Commercial real estate and capital markets keeping you awake at night? You’re not alone. Sam Davis, chief investment officer of Allstate in Chicago, and Stephen Silk, senior managing director of Eastdil Secured in Los Angeles, meet capital market problems and opportunities head-on every day and will help you assess their future direction. Trying to find out whether San Diego’s commercial real estate markets are heading north or still sliding south? Who better than the local leaders of this region’s largest commercial real estate holders, Steve Scott of Kilroy Realty and John Turner of the Irvine Company Office Properties, to provide insight?
To register for individual seating or reserve a table of 10, go to www.sandiego.edu/bmcevent. I look forward to seeing you on March 2.
Dr. Mark J. Riedy
(From left to right) Councilman Carl DeMaio, District Attorney Bonnie Dumanis, Assemblyman Nathan Fletcher and Mark Riedy, PhD, take part in the Jan. 18 Mayoral Candidate Forum on campus.
On Jan. 18, the Burnham-Moores Center co-hosted a mayoral forum with the ULI San Diego/Tijuana District Council. The forum include three of the four candidates for San Diego mayor, who answered questions posed by representatives from ULI, NAIOP, the American Institute of Architects, the Building Industry Association and the Burnham-Moores Center. Councilman Carl DeMaio, District Attorney Bonnie Dumanis and Assemblyman Nathan Fletcher, all Republicans, took part in the forum, which was moderated by the Center’s Executive Director Mark Riedy, PhD. Democratic Congressman Bob Filner did not attend.
In their responses, candidates offered their views on important land use issues impacting the San Diego real estate industry:
“I think we have to look at everything creatively—outside the box. We have to take a regional approach.” —Dumanis
“You can have all the housing stock you want, but if you don’t have a job stock, you won’t have a sustainable economy.” —DeMaio
“If we want to be a global city, we have to invest in our infrastructure.” —Fletcher
For further coverage of the event, go to the San Diego Union-Tribune article.
Louis Galuppo, Esq.
After contributing 14 years of his time and expertise to the growth in substance and stature of USD’s real estate program, Lou Galuppo has resigned as director of residential real estate in the Burnham-Moores Center for Real Estate, effective Feb. 29, 2012. Lou has decided to devote all of his considerable energies to his growing real estate practice, Galuppo & Blechschmidt, which has opened two new offices in the past year and is looking at three other locations. Once in the private sector on a full-time basis, Lou will maintain his close connection to the Burnham-Moores Center by continuing to teach in the Master of Science in Real Estate program and becoming an active member of the Center’s Commercial Real Estate Committee.

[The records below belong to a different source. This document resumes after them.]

use crate::errors::{ContractError, EngineResult};
use serde::{Deserialize, Serialize};
use std::fmt;

/// Supported game families driven by the seed/nonce derivation path.
///
/// Crash is not listed here: its entropy comes from the pre-generated hash
/// chain, not from a per-user seed pair (see [`crate::crash`]).
#[derive(Debug, Clone, Copy, Serialize, Deserialize, PartialEq, Eq, Hash)]
#[serde(rename_all = "lowercase")]
pub enum GameType {
    Dice,
    Limbo,
    Roulette,
    Plinko,
    Mines,
    Keno,
}

impl fmt::Display for GameType {
    fn fmt(&self, f: &mut fmt::Formatter<'_>) -> fmt::Result {
        match self {
            GameType::Dice => write!(f, "dice"),
            GameType::Limbo => write!(f, "limbo"),
            GameType::Roulette => write!(f, "roulette"),
            GameType::Plinko => write!(f, "plinko"),
            GameType::Mines => write!(f, "mines"),
            GameType::Keno => write!(f, "keno"),
        }
    }
}

/// Plinko risk level. Selects the per-row left-step probability.
#[derive(Debug, Clone, Copy, Serialize, Deserialize, PartialEq, Eq, Hash)]
#[serde(rename_all = "lowercase")]
pub enum PlinkoRisk {
    Low,
    Medium,
    High,
}

impl PlinkoRisk {
    /// Probability of stepping left at each peg.
    ///
    /// HIGH is 0.499975, not 0.5: the production tables carry a small
    /// asymmetry at high risk and verification must reproduce it exactly.
    pub fn p_left(self) -> f64 {
        match self {
            PlinkoRisk::Low | PlinkoRisk::Medium => 0.5,
            PlinkoRisk::High => 0.499975,
        }
    }
}

/// Validated Plinko board configuration.
///
/// Fields are private and deserialization runs through the same
/// validation as [`PlinkoParams::new`], so an in-range instance is the
/// only representable one.
#[derive(Debug, Clone, Copy, Serialize, Deserialize, PartialEq)]
#[serde(try_from = "PlinkoParamsRaw")]
pub struct PlinkoParams {
    rows: u8,
    risk: PlinkoRisk,
}

#[derive(Deserialize)]
struct PlinkoParamsRaw {
    rows: u8,
    risk: PlinkoRisk,
}

impl TryFrom<PlinkoParamsRaw> for PlinkoParams {
    type Error = crate::errors::EngineError;

    fn try_from(raw: PlinkoParamsRaw) -> EngineResult<Self> {
        Self::new(raw.rows, raw.risk)
    }
}

impl PlinkoParams {
    pub const MIN_ROWS: u8 = 8;
    pub const MAX_ROWS: u8 = 16;

    pub fn new(rows: u8, risk: PlinkoRisk) -> EngineResult<Self> {
        if !(Self::MIN_ROWS..=Self::MAX_ROWS).contains(&rows) {
            return Err(ContractError::InvalidParam {
                field: "rows",
                value: rows.to_string(),
                reason: "must be between 8 and 16",
            }
            .into());
        }
        Ok(Self { rows, risk })
    }

    pub fn rows(&self) -> u8 {
        self.rows
    }

    pub fn risk(&self) -> PlinkoRisk {
        self.risk
    }
}

/// Validated Mines configuration: a flat grid with `mines` hidden cells.
#[derive(Debug, Clone, Copy, Serialize, Deserialize, PartialEq)]
#[serde(try_from = "MinesParamsRaw")]
pub struct MinesParams {
    grid_size: u8,
    mines: u8,
}

#[derive(Deserialize)]
struct MinesParamsRaw {
    grid_size: u8,
    mines: u8,
}

impl TryFrom<MinesParamsRaw> for MinesParams {
    type Error = crate::errors::EngineError;

    fn try_from(raw: MinesParamsRaw) -> EngineResult<Self> {
        Self::with_grid(raw.grid_size, raw.mines)
    }
}

impl MinesParams {
    pub const GRID_SIZE: u8 = 25;

    pub fn new(mines: u8) -> EngineResult<Self> {
        Self::with_grid(Self::GRID_SIZE, mines)
    }

    pub fn with_grid(grid_size: u8, mines: u8) -> EngineResult<Self> {
        if grid_size < 2 || grid_size > 64 {
            return Err(ContractError::InvalidParam {
                field: "grid_size",
                value: grid_size.to_string(),
                reason: "must be between 2 and 64",
            }
            .into());
        }
        if mines == 0 || mines >= grid_size {
            return Err(ContractError::InvalidParam {
                field: "mines",
                value: mines.to_string(),
                reason: "must be between 1 and grid_size - 1",
            }
            .into());
        }
        Ok(Self { grid_size, mines })
    }

    pub fn grid_size(&self) -> u8 {
        self.grid_size
    }

    pub fn mines(&self) -> u8 {
        self.mines
    }
}

/// Validated Keno configuration.
#[derive(Debug, Clone, Copy, Serialize, Deserialize, PartialEq)]
#[serde(try_from = "KenoParamsRaw")]
pub struct KenoParams {
    grid_size: u8,
    drawn: u8,
}

#[derive(Deserialize)]
struct KenoParamsRaw {
    grid_size: u8,
    drawn: u8,
}

impl TryFrom<KenoParamsRaw> for KenoParams {
    type Error = crate::errors::EngineError;

    fn try_from(raw: KenoParamsRaw) -> EngineResult<Self> {
        Self::new(raw.grid_size, raw.drawn)
    }
}

impl KenoParams {
    pub const GRID_SIZE: u8 = 40;
    pub const DRAWN: u8 = 10;

    pub fn standard() -> Self {
        Self {
            grid_size: Self::GRID_SIZE,
            drawn: Self::DRAWN,
        }
    }

    pub fn new(grid_size: u8, drawn: u8) -> EngineResult<Self> {
        if grid_size < 2 || grid_size > 80 {
            return Err(ContractError::InvalidParam {
                field: "grid_size",
                value: grid_size.to_string(),
                reason: "must be between 2 and 80",
            }
            .into());
        }
        if drawn == 0 || drawn > grid_size {
            return Err(ContractError::InvalidParam {
                field: "drawn",
                value: drawn.to_string(),
                reason: "must be between 1 and grid_size",
            }
            .into());
        }
        Ok(Self { grid_size, drawn })
    }

    pub fn grid_size(&self) -> u8 {
        self.grid_size
    }

    pub fn drawn(&self) -> u8 {
        self.drawn
    }
}

/// Validated Limbo house-edge parameter.
#[derive(Debug, Clone, Copy, Serialize, Deserialize, PartialEq)]
#[serde(try_from = "LimboParamsRaw")]
pub struct LimboParams {
    house_edge: f64,
}

#[derive(Deserialize)]
struct LimboParamsRaw {
    house_edge: f64,
}

impl TryFrom<LimboParamsRaw> for LimboParams {
    type Error = crate::errors::EngineError;

    fn try_from(raw: LimboParamsRaw) -> EngineResult<Self> {
        Self::new(raw.house_edge)
    }
}

impl LimboParams {
    pub fn new(house_edge: f64) -> EngineResult<Self> {
        if !(0.0..=0.1).contains(&house_edge) || !house_edge.is_finite() {
            return Err(ContractError::InvalidParam {
                field: "house_edge",
                value: house_edge.to_string(),
                reason: "must be a finite fraction between 0 and 0.1",
            }
            .into());
        }
        Ok(Self { house_edge })
    }

    pub fn house_edge(&self) -> f64 {
        self.house_edge
    }
}

impl Default for LimboParams {
    fn default() -> Self {
        Self { house_edge: 0.01 }
    }
}

/// A fully-parameterized outcome request for one game.
///
/// Constructed through the validated `*Params` types, so an instance is
/// always in-range.
#[derive(Debug, Clone, Serialize, Deserialize, PartialEq)]
#[serde(tag = "game", rename_all = "lowercase")]
pub enum GameRequest {
    Dice,
    Limbo(LimboParams),
    Roulette,
    Plinko(PlinkoParams),
    Mines(MinesParams),
    Keno(KenoParams),
}

impl GameRequest {
    pub fn game_type(&self) -> GameType {
        match self {
            GameRequest::Dice => GameType::Dice,
            GameRequest::Limbo(_) => GameType::Limbo,
            GameRequest::Roulette => GameType::Roulette,
            GameRequest::Plinko(_) => GameType::Plinko,
            GameRequest::Mines(_) => GameType::Mines,
            GameRequest::Keno(_) => GameType::Keno,
        }
    }
}

/// Game-specific result value.
#[derive(Debug, Clone, Serialize, Deserialize, PartialEq)]
#[serde(tag = "game", rename_all = "lowercase")]
pub enum OutcomeValue {
    /// Roll in [0.00, 100.00] with two decimals.
    Dice { roll: f64 },
    /// Multiplier in [1.00, 1_000_000.00].
    Limbo { multiplier: f64 },
    /// Pocket 0..=36.
    Roulette { pocket: u8 },
    /// Landing bucket 0..=rows.
    Plinko { bucket: u8 },
    /// Mine positions, in shuffle order.
    Mines { positions: Vec<u8> },
    /// Drawn numbers, in shuffle order.
    Keno { numbers: Vec<u8> },
}

/// Derived outcome plus the raw fractions it was computed from.
///
/// The fractions are kept for auditability: a verifier can confirm both
/// the final value and each intermediate step.
#[derive(Debug, Clone, Serialize, Deserialize, PartialEq)]
pub struct Outcome {
    pub value: OutcomeValue,
    pub fractions: Vec<f64>,
}

#[cfg(test)]
mod tests {
    use super::*;

    #[test]
    fn test_plinko_rows_validated() {
        assert!(PlinkoParams::new(7, PlinkoRisk::Low).is_err());
        assert!(PlinkoParams::new(17, PlinkoRisk::Low).is_err());
        assert!(PlinkoParams::new(8, PlinkoRisk::High).is_ok());
        assert!(PlinkoParams::new(16, PlinkoRisk::Medium).is_ok());
    }

    #[test]
    fn test_mines_count_validated() {
        assert!(MinesParams::new(0).is_err());
        assert!(MinesParams::new(25).is_err());
        assert_eq!(MinesParams::new(24).unwrap().grid_size, 25);
    }

    #[test]
    fn test_limbo_edge_validated() {
        assert!(LimboParams::new(-0.01).is_err());
        assert!(LimboParams::new(0.5).is_err());
        assert!(LimboParams::new(f64::NAN).is_err());
        assert!(LimboParams::new(0.01).is_ok());
    }

    #[test]
    fn test_high_risk_p_left_is_asymmetric() {
        assert_eq!(PlinkoRisk::High.p_left(), 0.499975);
        assert_eq!(PlinkoRisk::Low.p_left(), 0.5);
    }

    #[test]
    fn test_public_record_json_shape() {
        // Outcome records are published to players as JSON; the game tag
        // must survive a round trip.
        let outcome = Outcome {
            value: OutcomeValue::Roulette { pocket: 17 },
            fractions: vec![0.47],
        };
        let json = serde_json::to_string(&outcome).unwrap();
        assert!(json.contains("\"game\":\"roulette\""));
        assert!(json.contains("\"pocket\":17"));

        let back: Outcome = serde_json::from_str(&json).unwrap();
        assert_eq!(back, outcome);

        let request: GameRequest =
            serde_json::from_str(r#"{"game":"plinko","rows":11,"risk":"high"}"#).unwrap();
        assert_eq!(
            request,
            GameRequest::Plinko(PlinkoParams::new(11, PlinkoRisk::High).unwrap())
        );
    }

    #[test]
    fn test_deserialization_cannot_bypass_validation() {
        // Out-of-range values are rejected at the wire boundary, not
        // silently carried into derivation.
        assert!(
            serde_json::from_str::<GameRequest>(r#"{"game":"plinko","rows":50,"risk":"low"}"#)
                .is_err()
        );
        assert!(
            serde_json::from_str::<MinesParams>(r#"{"grid_size":25,"mines":25}"#).is_err()
        );
        assert!(serde_json::from_str::<KenoParams>(r#"{"grid_size":40,"drawn":0}"#).is_err());
        assert!(serde_json::from_str::<LimboParams>(r#"{"house_edge":0.9}"#).is_err());

        // In-range payloads still deserialize.
        let params: MinesParams =
            serde_json::from_str(r#"{"grid_size":25,"mines":3}"#).unwrap();
        assert_eq!(params.mines(), 3);
    }
}
//! Key-value persistence boundary.
//!
//! The engine treats persistence as a synchronous key-value store with
//! atomic batch writes. [`RocksStore`] is the production backend;
//! [`MemoryStore`] backs unit tests and in-process embedding.

use crate::errors::{EngineResult, StorageError};
use rocksdb::{IteratorMode, Options, WriteBatch, DB};
use std::collections::BTreeMap;
use std::path::Path;
use std::sync::{Arc, RwLock};

/// Synchronous key-value boundary consumed by the engine.
///
/// `batch_write` must be atomic: either every pair lands or none do. The
/// seed rotation and chain generation paths rely on this for their
/// no-partial-state guarantee.
pub trait KvStore: Send + Sync {
    fn get(&self, key: &[u8]) -> EngineResult<Option<Vec<u8>>>;
    fn put(&self, key: &[u8], value: &[u8]) -> EngineResult<()>;
    fn batch_write(&self, items: &[(Vec<u8>, Vec<u8>)]) -> EngineResult<()>;
    /// All entries whose key starts with `prefix`, in ascending key order.
    fn scan_prefix(&self, prefix: &[u8]) -> EngineResult<Vec<(Vec<u8>, Vec<u8>)>>;
}

/// RocksDB-backed store tuned for batched sequential writes.
#[derive(Clone)]
pub struct RocksStore {
    db: Arc<DB>,
}

impl RocksStore {
    pub fn open<P: AsRef<Path>>(path: P) -> EngineResult<Self> {
        let mut opts = Options::default();
        opts.create_if_missing(true);
        // Chain generation writes millions of sequential entries; a large
        // write buffer keeps compaction out of the hot path.
        opts.set_write_buffer_size(64 * 1024 * 1024);
        opts.set_max_write_buffer_number(4);
        opts.set_compression_type(rocksdb::DBCompressionType::Lz4);

        let db = DB::open(&opts, path)
            .map_err(|e| StorageError::OpenFailed(e.to_string()))?;
        Ok(Self { db: Arc::new(db) })
    }
}

impl KvStore for RocksStore {
    fn get(&self, key: &[u8]) -> EngineResult<Option<Vec<u8>>> {
        Ok(self
            .db
            .get(key)
            .map_err(|e| StorageError::ReadFailed(e.to_string()))?)
    }

    fn put(&self, key: &[u8], value: &[u8]) -> EngineResult<()> {
        Ok(self
            .db
            .put(key, value)
            .map_err(|e| StorageError::WriteFailed(e.to_string()))?)
    }

    fn batch_write(&self, items: &[(Vec<u8>, Vec<u8>)]) -> EngineResult<()> {
        let mut batch = WriteBatch::default();
        for (key, value) in items {
            batch.put(key, value);
        }
        Ok(self
            .db
            .write(batch)
            .map_err(|e| StorageError::WriteFailed(e.to_string()))?)
    }

    fn scan_prefix(&self, prefix: &[u8]) -> EngineResult<Vec<(Vec<u8>, Vec<u8>)>> {
        let mut rows = Vec::new();
        let iter = self
            .db
            .iterator(IteratorMode::From(prefix, rocksdb::Direction::Forward));
        for item in iter {
            let (key, value) = item.map_err(|e| StorageError::ReadFailed(e.to_string()))?;
            if !key.starts_with(prefix) {
                break;
            }
            rows.push((key.to_vec(), value.to_vec()));
        }
        Ok(rows)
    }
}

/// In-memory store for tests and embedding. BTreeMap keeps keys ordered so
/// prefix scans behave like the RocksDB iterator.
#[derive(Default)]
pub struct MemoryStore {
    map: RwLock<BTreeMap<Vec<u8>, Vec<u8>>>,
}

impl MemoryStore {
    pub fn new() -> Self {
        Self::default()
    }
}

impl KvStore for MemoryStore {
    fn get(&self, key: &[u8]) -> EngineResult<Option<Vec<u8>>> {
        let map = self.map.read().expect("memory store lock poisoned");
        Ok(map.get(key).cloned())
    }

    fn put(&self, key: &[u8], value: &[u8]) -> EngineResult<()> {
        let mut map = self.map.write().expect("memory store lock poisoned");
        map.insert(key.to_vec(), value.to_vec());
        Ok(())
    }

    fn batch_write(&self, items: &[(Vec<u8>, Vec<u8>)]) -> EngineResult<()> {
        let mut map = self.map.write().expect("memory store lock poisoned");
        for (key, value) in items {
            map.insert(key.clone(), value.clone());
        }
        Ok(())
    }

    fn scan_prefix(&self, prefix: &[u8]) -> EngineResult<Vec<(Vec<u8>, Vec<u8>)>> {
        let map = self.map.read().expect("memory store lock poisoned");
        Ok(map
            .range(prefix.to_vec()..)
            .take_while(|(k, _)| k.starts_with(prefix))
            .map(|(k, v)| (k.clone(), v.clone()))
            .collect())
    }
}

Q: What prompted you to get involved in USD’s real estate programs over a decade ago?
A: There seemed to an opportunity to become involved with an academic institution that wanted to create something that would affect people, our industry, the community and the San Diego region in a positive and productive manner.
Q: When you joined the real estate program, there was no residential committee. How does the presence of one help USD’s real estate program?
A: From a purely academic perspective, this was an underserved part of our real estate industry, yet extremely important. The media reports about things related to homes as often as daily. The real estate academic community spends a lot of time researching and analyzing important issues related to where people live. Anywhere from 2,000 to 5,000 homes sell every month. By being involved in this segment of the market, the Burnham-Moores Center could make a difference, such as conducting forums and research on workforce and affordable housing, being involved in research and advocacy concerning the spiraling direct and cost of regulations, and providing a conference to present an economic forecast for the following year.
Q: The continuing education program that you were instrumental in creating with John Ferber continues to yield healthy class sizes, despite the economy. What do you attribute its success to?
A: In the first year of my tenure, John and I started talking about a continuing education program. At the time, San Diego had only one program, which we believed was not properly serving our constituency. A task force was created to explore the need; once determined, the task force assisted in developing course content. Our success is built on working with our stakeholders, understanding the educational needs within the real estate industry, hiring the right professors and delivering a course in a timely and cost-effective manner.
Q: When you began teaching in the program, the course was called “Real Estate Law.” It is now called “Real Estate Law, Ethics and Public Policy.” What does the broader scope say about what we now teach our students?
A: In the beginning, I taught a very broad survey-based class, discussing legal principles. We did not spend too much developing out and discussing legal theories and ideas, legal trends in the market and the practical and ethical issues faced daily by the working professional. Today, I spend time discussing interests in real estate, how such is: created; maintained; transferred; and terminated. I provide the students with case study materials, live cases and lectures about these topics. In the second half of the class, we discuss in great length the impacts of governmental regulation and intervention on these real property interests, with a focus on valuation, trends and political influences. Throughout, we talk about the effect and impact of the processes and dealings in an ethical environment and manner.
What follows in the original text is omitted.